Une hygiène de vie très saine indissociable de leur philosophie : « Notre corps est notre maison, il traduit qui nous sommes », explique le prêtre Abhir HaCohen, lui-même spécialiste des arts martiaux. Pour les Hébreux noirs, cette vie réglementée et communautaire n’est pas vécue comme une privation, mais comme la condition sine qua non à leur établissement sur cette terre, considérée comme « le Royaume de Dieu ».

Louant un Dieu unique, « Yah » ou « Yahwah » – le nom hébreu de Yahvé qu’ils invoquent sans arrêt, contrairement aux juifs qui refusent de le nommer –, régis par des lois très sévères tout au long de la semaine et de l’année, les Hébreux noirs préfèrent néanmoins la notion de spiritualité à celle de religion. « Le Créateur n’a pas demandé d’être religieux, mais d’être droit », certifie Saddik Ben Israel, 61 ans, douze enfants et sept petits-enfants, croisé dans le kibboutz. Et de préciser : « La religion, c’est un jour par semaine. Nous vivons avec Dieu tous les jours, on n’a pas besoin de religion pour ça, mais de spiritualité. »

Reste que la communauté partage les fêtes hébraïques avec les juifs, comme la Pâque juive, Chavouot, Yom Kippour ou encore Souccot, alors que certaines autres sont rejetées, à l’instar de Hanouka et Pourim. À l’inverse, elle célèbre « la Pâque du nouveau monde » : deux semaines de festivités spécifiques, en mai, qui commémorent l’exode des États-Unis en mai 1967 et fait écho au retour des enfants d’Israël annoncé dans le Livre de Jérémie (23, 7-8)

{{Jésus, représentant de Dieu parmi d’autres}}

« Le judaïsme nous enfermerait dans une religion. Nous sommes hébreux, c’est notre nationalité et notre fierté », renchérit Sar Elyakeem devant des panneaux attestant de la présence africaine antique en Terre Sainte. Ce qui est postérieur à 70 de notre ère et la dispersion des Juifs en diaspora est donc refusé, tout comme la fonction de rabbin et le Talmud*. Seule la Bible fait ainsi office de livre de référence : l’Ancien Testament, mais aussi quelques passages du Nouveau qui peuvent inspirer les Hébreux noirs, même s’ils ne reconnaissent pas Jésus en tant que messie. Appelé par son nom hébreu, « Yeshua », il est respecté comme un représentant de Dieu parmi d’autres.

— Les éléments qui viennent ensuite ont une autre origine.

use log::{debug, trace};

pub use crate::diagram::{Diagram, Edge, EdgeId, SiteId, Vertex, VertexId};
pub use crate::geometry::Point;

use crate::beachline::{Beachline, Breakpoint, BreakpointId};
use crate::events::EventQueue;
use crate::geometry::{circumcircle, normal_vector, point_less, point_on_parabola};

mod beachline;
pub mod diagram;
mod events;
pub mod geometry;
#[cfg(test)]
mod test_utils;

/// Sweep the sites left to right and build their Voronoi diagram.
///
/// The sites must be pre-sorted lexicographically by (x, y) under `eps` and
/// contain no duplicates within `eps`; `eps` must be positive and well below
/// the smallest site separation. Edges left with an open endpoint are the
/// unbounded edges of the diagram; their `origin`/`direction` describe the
/// supporting line for the caller to clip.
pub fn fortunes_algorithm(sites: &[Point], eps: f64) -> Diagram {
    debug_assert!(eps > 0.0);
    debug_assert!(sites.windows(2).all(|w| point_less(&w[0], &w[1], eps)));

    let mut diagram = Diagram::new(sites, eps);
    let mut beachline = Beachline::new();
    let mut queue = EventQueue::new();
    debug!("sweeping {} sites, tolerance {:e}", sites.len(), eps);

    for index in 0..diagram.site_count() {
        let site = SiteId(index);
        let p = diagram.site(site);
        while let Some(position) = queue.peek_point() {
            if !point_less(&position, &p, eps) {
                break;
            }
            let (v, pair) = queue.pop().expect("peeked event vanished");
            finalize_event(v, pair, &mut diagram, &mut beachline, &mut queue);
        }
        trace!("site event {:?} at {:?}", site, p);
        insert_arc(site, &mut diagram, &mut beachline, &mut queue);
    }
    while let Some((v, pair)) = queue.pop() {
        finalize_event(v, pair, &mut diagram, &mut beachline, &mut queue);
    }

    debug!(
        "sweep finished: {} vertices, {} edges",
        diagram.vertex_count(),
        diagram.edges().len()
    );
    diagram
}

/// Split the arc under the new site, or attach the new arc above a still
/// degenerate one.
fn insert_arc(
    site: SiteId,
    diagram: &mut Diagram,
    beachline: &mut Beachline,
    queue: &mut EventQueue,
) {
    if beachline.is_fresh() {
        beachline.start(site);
        return;
    }
    let eps = diagram.eps();
    let p = diagram.site(site);
    let arc = beachline.locate_arc(&p, diagram.site_points(), eps);

    // the event that would collapse the located arc dies with the split
    if let (Some(above), Some(below)) = (arc.above, arc.below) {
        let pending = beachline.breakpoint(above).event;
        if pending.is_some() && pending == beachline.breakpoint(below).event {
            delete_event(pending.unwrap(), diagram, beachline, queue);
        }
    }

    let q = arc.site;
    let qp = diagram.site(q);
    if qp.x.into_inner() + eps >= p.x.into_inner() {
        // the located arc is still a horizontal ray, which happens only for
        // the leading run of sites sharing the sweep abscissa; the new arc
        // sits above it and a single breakpoint separates the two rays
        debug_assert!(arc.above.is_none());
        let origin = Point::new(p.x, (p.y + qp.y) / 2.0);
        let edge = diagram.add_edge(q, site, origin, normal_vector(qp - p));
        let top = beachline.insert_after(
            None,
            Breakpoint {
                l: site,
                r: q,
                edge,
                event: None,
            },
        );
        if let Some(below) = arc.below {
            check_event(top, below, &p, diagram, beachline, queue);
        }
    } else {
        let origin = point_on_parabola(&qp, p.x, p.y);
        let edge = diagram.add_edge(q, site, origin, normal_vector(qp - p));
        let upper = beachline.insert_after(
            arc.above,
            Breakpoint {
                l: q,
                r: site,
                edge,
                event: None,
            },
        );
        let lower = beachline.insert_after(
            Some(upper),
            Breakpoint {
                l: site,
                r: q,
                edge,
                event: None,
            },
        );
        if let Some(above) = arc.above {
            check_event(above, upper, &p, diagram, beachline, queue);
        }
        if let Some(below) = arc.below {
            check_event(lower, below, &p, diagram, beachline, queue);
        }
    }
}

/// Schedule the disappearance of the arc between two adjacent breakpoints,
/// if their circumcircle closes ahead of the sweep.
fn check_event(
    upper: BreakpointId,
    lower: BreakpointId,
    sweep: &Point,
    diagram: &mut Diagram,
    beachline: &mut Beachline,
    queue: &mut EventQueue,
) {
    let (a, b, c) = {
        let ub = beachline.breakpoint(upper);
        let lb = beachline.breakpoint(lower);
        debug_assert_eq!(ub.r, lb.l);
        (ub.l, ub.r, lb.r)
    };
    if a == c {
        // both flanking arcs belong to one site
        return;
    }
    let eps = diagram.eps();
    let (pa, pb, pc) = (diagram.site(a), diagram.site(b), diagram.site(c));
    let Some((center, radius)) = circumcircle(&pa, &pb, &pc, eps) else {
        return;
    };
    let touch = Point::new(center.x + radius, center.y);
    if point_less(&touch, sweep, eps) {
        return;
    }
    // a breakpoint backs at most one event: the earlier firing position wins
    for id in [upper, lower] {
        if let Some(pending) = beachline.breakpoint(id).event {
            if point_less(&touch, &diagram.touch_point(pending), eps) {
                delete_event(pending, diagram, beachline, queue);
            } else {
                return;
            }
        }
    }
    let v = diagram.add_vertex(center, radius);
    trace!("circle of {:?}/{:?}/{:?} queued at {:?}", a, b, c, touch);
    queue.push(v, touch, (upper, lower));
    beachline.breakpoint_mut(upper).event = Some(v);
    beachline.breakpoint_mut(lower).event = Some(v);
}

/// Invalidate a pending circle event and free its vertex.
fn delete_event(
    v: VertexId,
    diagram: &mut Diagram,
    beachline: &mut Beachline,
    queue: &mut EventQueue,
) {
    trace!("dropping circle event of {:?}", v);
    let pair = queue.remove(v);
    debug_assert!(pair.is_some(), "deleting an event that is not pending");
    if let Some((upper, lower)) = pair {
        beachline.clear_event(upper, v);
        beachline.clear_event(lower, v);
    }
    diagram.remove_vertex(v);
}

/// Fire a circle event: collapse every breakpoint meeting the vertex, close
/// their edges, and insert the single surviving boundary.
fn finalize_event(
    v: VertexId,
    pair: (BreakpointId, BreakpointId),
    diagram: &mut Diagram,
    beachline: &mut Beachline,
    queue: &mut EventQueue,
) {
    let eps = diagram.eps();
    let probe = diagram.touch_point(v);

    // co-circular sites collapse more than two breakpoints at once; widen
    // the linked pair to the whole range level with the vertex
    let (mut first, mut last) = pair;
    while let Some(prev) = beachline.predecessor(first) {
        let y = beachline.intersect_y(prev, diagram.site_points(), probe.x, eps);
        if (y.into_inner() - probe.y.into_inner()).abs() > eps {
            break;
        }
        first = prev;
    }
    while let Some(next) = beachline.successor(last) {
        let y = beachline.intersect_y(next, diagram.site_points(), probe.x, eps);
        if (y.into_inner() - probe.y.into_inner()).abs() > eps {
            break;
        }
        last = next;
    }
    let above = beachline.predecessor(first);
    let below = beachline.successor(last);

    let mut range = vec![first];
    while *range.last().unwrap() != last {
        let next = beachline
            .successor(*range.last().unwrap())
            .expect("breakpoint range broken");
        range.push(next);
    }
    trace!(
        "circle event at {:?}: {} breakpoints meet {:?}",
        probe,
        range.len(),
        v
    );

    let upper_site = beachline.breakpoint(first).l;
    let lower_site = beachline.breakpoint(last).r;
    for &id in &range {
        // events still linked here either duplicate this circle (co-circular
        // sites) or reference an arc that vanishes with it
        if let Some(pending) = beachline.breakpoint(id).event {
            if pending != v {
                delete_event(pending, diagram, beachline, queue);
            }
        }
        diagram.truncate(beachline.breakpoint(id).edge, v);
    }
    for &id in &range {
        beachline.erase(id);
    }

    let center = diagram.vertex(v).center;
    let direction = normal_vector(diagram.site(lower_site) - diagram.site(upper_site));
    let edge = diagram.add_edge_from(lower_site, upper_site, v, center, direction);
    let merged = beachline.insert_after(
        above,
        Breakpoint {
            l: upper_site,
            r: lower_site,
            edge,
            event: None,
        },
    );
    if let Some(above) = above {
        check_event(above, merged, &probe, diagram, beachline, queue);
    }
    if let Some(below) = below {
        check_event(merged, below, &probe, diagram, beachline, queue);
    }
}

C’est par la lecture des Écritures en hébreu que la communauté renforce et légitime sa foi :« Le langage est très important pour nous. Dans les bibles en anglais, le mot “Seigneur” a remplacé partout le mot “Yah” de la Bible hébraïque. Nous prions ce Yah, le Dieu des origines. Hallelu-Yah ! », insiste Sar Elyakeem en appuyant bien sur le « Yah ». La même interjection joyeuse retentit chaque matin dans le gymnase de l’imposante école jouxtant le kibboutz. Dès 8 heures, le rituel de la prière commune, immuable, est suivi de la Hatikvah, l’hymne israélien repris en chœur par les écoliers en signe d’allégeance à l’État qui finance l’établissement et laisse la liberté aux Hébreux noirs d’enseigner leur propre histoire et leurs croyances en hébreu, tandis que l’anglais demeure la langue du quotidien.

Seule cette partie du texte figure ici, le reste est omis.